▸ **WORK TO BE COMPLETED**
Please go through the records below and return every line holding the word "info".

▸ **MATERIAL PROVIDED**

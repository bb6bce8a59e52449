/*
 * Responsibility
 * - signup / login (password 検証 → token 発行)
 * - 自分自身の user レコードの取得/更新/削除 (他人の id は NotFound)
 * - bcrypt は CPU を食うので spawn_blocking に逃がす
 */
use std::sync::Arc;

use tokio::sync::OnceCell;

use crate::repos::RepoError;
use crate::repos::user_repo::{NewUser, UserChanges, UserRepo, UserRow};
use crate::services::auth::{Identity, IssuedToken, PasswordHasher, TokenService};
use crate::services::error::{DomainError, Resource, ServiceError, ServiceResult};
use crate::services::ownership::OwnershipGuard;
use crate::services::validation;

const USER_GUARD: OwnershipGuard = OwnershipGuard::new(Resource::User);

const BAD_CREDENTIALS: DomainError = DomainError::Unauthorized("invalid email or password");

// Verified against on unknown emails so both login failures cost one bcrypt check.
const DECOY_PASSWORD: &str = "decoy password for unknown accounts";

#[derive(Debug, Clone)]
pub struct SignupInput {
    pub name: String,
    pub email: String,
    pub password: String,
}

#[derive(Debug, Clone, Default)]
pub struct UserPatch {
    pub name: Option<String>,
    pub email: Option<String>,
    pub password: Option<String>,
}

/// A user together with a freshly issued bearer token.
#[derive(Debug, Clone)]
pub struct Session {
    pub user: UserRow,
    pub token: IssuedToken,
}

#[derive(Clone)]
pub struct UserService {
    users: Arc<dyn UserRepo>,
    hasher: Arc<dyn PasswordHasher>,
    tokens: Arc<TokenService>,
    decoy_hash: Arc<OnceCell<String>>,
}

impl std::fmt::Debug for UserService {
    fn fmt(&self, f: &mut std::fmt::Formatter<'_>) -> std::fmt::Result {
        f.debug_struct("UserService")
            .field("tokens", &self.tokens)
            .finish_non_exhaustive()
    }
}

fn identity_of(user: &UserRow) -> Identity {
    Identity {
        id: user.id,
        name: user.name.clone(),
        email: user.email.clone(),
    }
}

fn duplicate_email(e: RepoError) -> ServiceError {
    match e {
        RepoError::Conflict => DomainError::Duplicate("email").into(),
        other => other.into(),
    }
}

impl UserService {
    pub fn new(
        users: Arc<dyn UserRepo>,
        hasher: Arc<dyn PasswordHasher>,
        tokens: Arc<TokenService>,
    ) -> Self {
        Self {
            users,
            hasher,
            tokens,
            decoy_hash: Arc::new(OnceCell::new()),
        }
    }

    pub async fn signup(&self, input: SignupInput) -> ServiceResult<Session> {
        let name = validation::name(&input.name)?;
        let email = validation::email(&input.email)?;
        validation::password(&input.password)?;

        if self.users.fetch_by_email(&email).await?.is_some() {
            return Err(DomainError::Duplicate("email").into());
        }

        let password_hash = self.hash_password(input.password).await?;
        let user_id = self
            .users
            .insert(NewUser {
                name,
                email,
                password_hash,
            })
            .await
            .map_err(duplicate_email)?;
        tracing::info!(user_id, "user signed up");

        let user = self.get(user_id, user_id).await?;
        self.session(user)
    }

    pub async fn login(&self, email: &str, password: &str) -> ServiceResult<Session> {
        // Unknown email and wrong password are indistinguishable to the caller.
        let Ok(email) = validation::email(email) else {
            return Err(BAD_CREDENTIALS.into());
        };
        let Some(user) = self.users.fetch_by_email(&email).await? else {
            tracing::debug!("login for unknown email");
            let decoy = self.decoy_hash().await?;
            self.verify_password(password.to_string(), decoy).await?;
            return Err(BAD_CREDENTIALS.into());
        };

        if !self
            .verify_password(password.to_string(), user.password_hash.clone())
            .await?
        {
            tracing::debug!(user_id = user.id, "login with wrong password");
            return Err(BAD_CREDENTIALS.into());
        }

        self.session(user)
    }

    pub async fn get(&self, caller_id: i64, user_id: i64) -> ServiceResult<UserRow> {
        USER_GUARD
            .fetch(caller_id, user_id, |id| self.users.fetch(id))
            .await
    }

    pub async fn update(
        &self,
        caller_id: i64,
        user_id: i64,
        patch: UserPatch,
    ) -> ServiceResult<UserRow> {
        if patch.name.is_none() && patch.email.is_none() && patch.password.is_none() {
            return Err(DomainError::InvalidInput("nothing to update").into());
        }

        let name = patch.name.as_deref().map(validation::name).transpose()?;
        let email = patch.email.as_deref().map(validation::email).transpose()?;
        if let Some(password) = &patch.password {
            validation::password(password)?;
        }

        self.get(caller_id, user_id).await?;

        let password_hash = match patch.password {
            Some(password) => Some(self.hash_password(password).await?),
            None => None,
        };

        let affected = self
            .users
            .update_fields(
                user_id,
                UserChanges {
                    name,
                    email,
                    password_hash,
                },
            )
            .await
            .map_err(duplicate_email)?;
        USER_GUARD.affected(affected)?;

        self.get(caller_id, user_id).await
    }

    pub async fn delete(&self, caller_id: i64, user_id: i64) -> ServiceResult<()> {
        self.get(caller_id, user_id).await?;

        let affected = self.users.delete(user_id).await?;
        USER_GUARD.affected(affected)?;
        tracing::info!(user_id, "user deleted");
        Ok(())
    }

    fn session(&self, user: UserRow) -> ServiceResult<Session> {
        let token = self
            .tokens
            .issue_for(&identity_of(&user))
            .map_err(|e| ServiceError::internal("token issuance failed", e))?;

        Ok(Session { user, token })
    }

    async fn decoy_hash(&self) -> ServiceResult<String> {
        self.decoy_hash
            .get_or_try_init(|| self.hash_password(DECOY_PASSWORD.to_string()))
            .await
            .cloned()
    }

    async fn hash_password(&self, password: String) -> ServiceResult<String> {
        let hasher = Arc::clone(&self.hasher);
        tokio::task::spawn_blocking(move || hasher.hash(&password))
            .await
            .map_err(|e| ServiceError::internal("password hashing task failed", e))?
            .map_err(|e| ServiceError::internal("password hashing failed", e))
    }

    async fn verify_password(&self, password: String, hash: String) -> ServiceResult<bool> {
        let hasher = Arc::clone(&self.hasher);
        tokio::task::spawn_blocking(move || hasher.verify(&password, &hash))
            .await
            .map_err(|e| ServiceError::internal("password verification task failed", e))?
            .map_err(|e| ServiceError::internal("password verification failed", e))
    }
}

#[cfg(test)]
mod tests {
    use super::*;
    use crate::repos::memory::MemoryStore;
    use crate::services::auth::BcryptHasher;
    use crate::services::auth::password::PasswordHashError;
    use std::sync::atomic::{AtomicUsize, Ordering};
    use chrono::Duration;

    fn service(store: &MemoryStore) -> UserService {
        UserService::new(
            Arc::new(store.clone()),
            Arc::new(BcryptHasher::new(4)),
            Arc::new(TokenService::new("user-service-test-secret", Duration::hours(1)).unwrap()),
        )
    }

    fn signup_input(email: &str) -> SignupInput {
        SignupInput {
            name: "Alice".to_string(),
            email: email.to_string(),
            password: "correct horse".to_string(),
        }
    }

    fn domain<T: std::fmt::Debug>(result: ServiceResult<T>) -> DomainError {
        match result {
            Err(ServiceError::Domain(e)) => e,
            other => panic!("expected a domain error, got {other:?}"),
        }
    }

    #[tokio::test]
    async fn signup_issues_a_token_for_the_new_user() {
        let store = MemoryStore::new();
        let users = service(&store);

        let session = users.signup(signup_input("Alice@Example.com")).await.unwrap();
        assert_eq!(session.user.email, "alice@example.com");
        assert_ne!(session.user.password_hash, "correct horse");

        let claims = users.tokens.verify(&session.token.token).unwrap();
        assert_eq!(claims.user_id, session.user.id);
        assert_eq!(claims.email, "alice@example.com");
        assert_eq!(claims.name, "Alice");
    }

    #[tokio::test]
    async fn duplicate_email_is_rejected() {
        let store = MemoryStore::new();
        let users = service(&store);
        users.signup(signup_input("alice@example.com")).await.unwrap();

        let again = users.signup(signup_input(" ALICE@example.com")).await;
        assert_eq!(domain(again), DomainError::Duplicate("email"));
    }

    #[tokio::test]
    async fn login_checks_the_password() {
        let store = MemoryStore::new();
        let users = service(&store);
        let created = users.signup(signup_input("alice@example.com")).await.unwrap();

        let session = users
            .login("alice@example.com", "correct horse")
            .await
            .unwrap();
        assert_eq!(session.user.id, created.user.id);

        let wrong = domain(users.login("alice@example.com", "battery staple").await);
        let unknown = domain(users.login("nobody@example.com", "correct horse").await);
        assert_eq!(wrong, BAD_CREDENTIALS);
        assert_eq!(wrong, unknown);
    }

    #[derive(Default)]
    struct CountingHasher {
        verifications: AtomicUsize,
    }

    impl PasswordHasher for CountingHasher {
        fn hash(&self, password: &str) -> Result<String, PasswordHashError> {
            BcryptHasher::new(4).hash(password)
        }

        fn verify(&self, password: &str, hash: &str) -> Result<bool, PasswordHashError> {
            self.verifications.fetch_add(1, Ordering::SeqCst);
            BcryptHasher::new(4).verify(password, hash)
        }
    }

    #[tokio::test]
    async fn unknown_email_costs_the_same_password_check_as_a_wrong_password() {
        let hasher = Arc::new(CountingHasher::default());
        let users = UserService::new(
            Arc::new(MemoryStore::new()),
            hasher.clone(),
            Arc::new(TokenService::new("user-service-test-secret", Duration::hours(1)).unwrap()),
        );
        users.signup(signup_input("alice@example.com")).await.unwrap();
        let count = || hasher.verifications.load(Ordering::SeqCst);

        let before = count();
        let wrong = domain(users.login("alice@example.com", "battery staple").await);
        assert_eq!(count() - before, 1);

        for _ in 0..2 {
            let before = count();
            let unknown = domain(users.login("nobody@example.com", "battery staple").await);
            assert_eq!(count() - before, 1);
            assert_eq!(unknown, wrong);
        }
    }

    #[tokio::test]
    async fn users_only_reach_their_own_record() {
        let store = MemoryStore::new();
        let users = service(&store);
        let alice = users.signup(signup_input("alice@example.com")).await.unwrap().user;
        let bob = users.signup(signup_input("bob@example.com")).await.unwrap().user;

        assert_eq!(
            domain(users.get(bob.id, alice.id).await),
            DomainError::NotFound(Resource::User)
        );
        assert_eq!(
            domain(
                users
                    .update(
                        bob.id,
                        alice.id,
                        UserPatch {
                            name: Some("Mallory".to_string()),
                            ..Default::default()
                        }
                    )
                    .await
            ),
            DomainError::NotFound(Resource::User)
        );
        assert_eq!(
            domain(users.delete(bob.id, alice.id).await),
            DomainError::NotFound(Resource::User)
        );
        assert_eq!(users.get(alice.id, alice.id).await.unwrap().name, "Alice");
    }

    #[tokio::test]
    async fn update_changes_password_and_rejects_taken_email() {
        let store = MemoryStore::new();
        let users = service(&store);
        let alice = users.signup(signup_input("alice@example.com")).await.unwrap().user;
        users.signup(signup_input("bob@example.com")).await.unwrap();

        let taken = users
            .update(
                alice.id,
                alice.id,
                UserPatch {
                    email: Some("bob@example.com".to_string()),
                    ..Default::default()
                },
            )
            .await;
        assert_eq!(domain(taken), DomainError::Duplicate("email"));

        users
            .update(
                alice.id,
                alice.id,
                UserPatch {
                    password: Some("a brand new secret".to_string()),
                    ..Default::default()
                },
            )
            .await
            .unwrap();
        assert!(users.login("alice@example.com", "correct horse").await.is_err());
        assert!(
            users
                .login("alice@example.com", "a brand new secret")
                .await
                .is_ok()
        );
    }

    #[tokio::test]
    async fn delete_removes_the_account() {
        let store = MemoryStore::new();
        let users = service(&store);
        let alice = users.signup(signup_input("alice@example.com")).await.unwrap().user;

        users.delete(alice.id, alice.id).await.unwrap();
        assert_eq!(
            domain(users.get(alice.id, alice.id).await),
            DomainError::NotFound(Resource::User)
        );
        assert!(users.login("alice@example.com", "correct horse").await.is_err());
    }
}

▸ **EXPECTED ANSWER**
        tracing::info!(user_id, "user signed up");
        tracing::info!(user_id, "user deleted");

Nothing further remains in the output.